What the exercise asks:
From the line that contains "pub mod generate;" to the final line of the entries, return every line exactly and leave out all others.

───── Data records

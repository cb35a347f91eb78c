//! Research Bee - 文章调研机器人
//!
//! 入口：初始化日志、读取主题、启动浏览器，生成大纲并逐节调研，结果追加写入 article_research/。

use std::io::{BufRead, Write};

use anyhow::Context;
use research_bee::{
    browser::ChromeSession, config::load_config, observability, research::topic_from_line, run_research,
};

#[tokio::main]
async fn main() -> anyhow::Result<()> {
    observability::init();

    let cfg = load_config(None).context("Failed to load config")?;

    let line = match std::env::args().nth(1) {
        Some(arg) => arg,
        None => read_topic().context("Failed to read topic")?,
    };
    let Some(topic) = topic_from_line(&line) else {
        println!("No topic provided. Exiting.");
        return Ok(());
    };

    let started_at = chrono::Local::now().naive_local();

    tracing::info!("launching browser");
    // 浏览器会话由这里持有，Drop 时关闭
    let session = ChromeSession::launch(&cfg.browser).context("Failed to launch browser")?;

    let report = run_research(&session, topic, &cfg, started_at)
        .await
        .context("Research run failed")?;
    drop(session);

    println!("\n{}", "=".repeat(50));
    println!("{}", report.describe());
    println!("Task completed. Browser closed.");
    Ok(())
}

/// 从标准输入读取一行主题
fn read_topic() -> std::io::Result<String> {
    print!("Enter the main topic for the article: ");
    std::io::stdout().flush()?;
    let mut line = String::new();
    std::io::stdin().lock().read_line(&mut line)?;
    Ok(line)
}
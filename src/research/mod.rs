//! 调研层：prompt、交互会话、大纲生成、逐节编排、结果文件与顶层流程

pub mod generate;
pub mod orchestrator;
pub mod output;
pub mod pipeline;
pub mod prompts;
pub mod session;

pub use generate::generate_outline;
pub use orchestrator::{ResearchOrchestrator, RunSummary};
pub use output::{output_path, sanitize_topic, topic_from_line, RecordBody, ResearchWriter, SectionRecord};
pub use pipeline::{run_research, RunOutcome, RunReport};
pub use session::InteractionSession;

──────────

Exercise answer:
pub mod generate;
pub mod orchestrator;
pub mod output;
pub mod pipeline;
pub mod prompts;
pub mod session;

pub use generate::generate_outline;
pub use orchestrator::{ResearchOrchestrator, RunSummary};
pub use output::{output_path, sanitize_topic, topic_from_line, RecordBody, ResearchWriter, SectionRecord};
pub use pipeline::{run_research, RunOutcome, RunReport};
pub use session::InteractionSession;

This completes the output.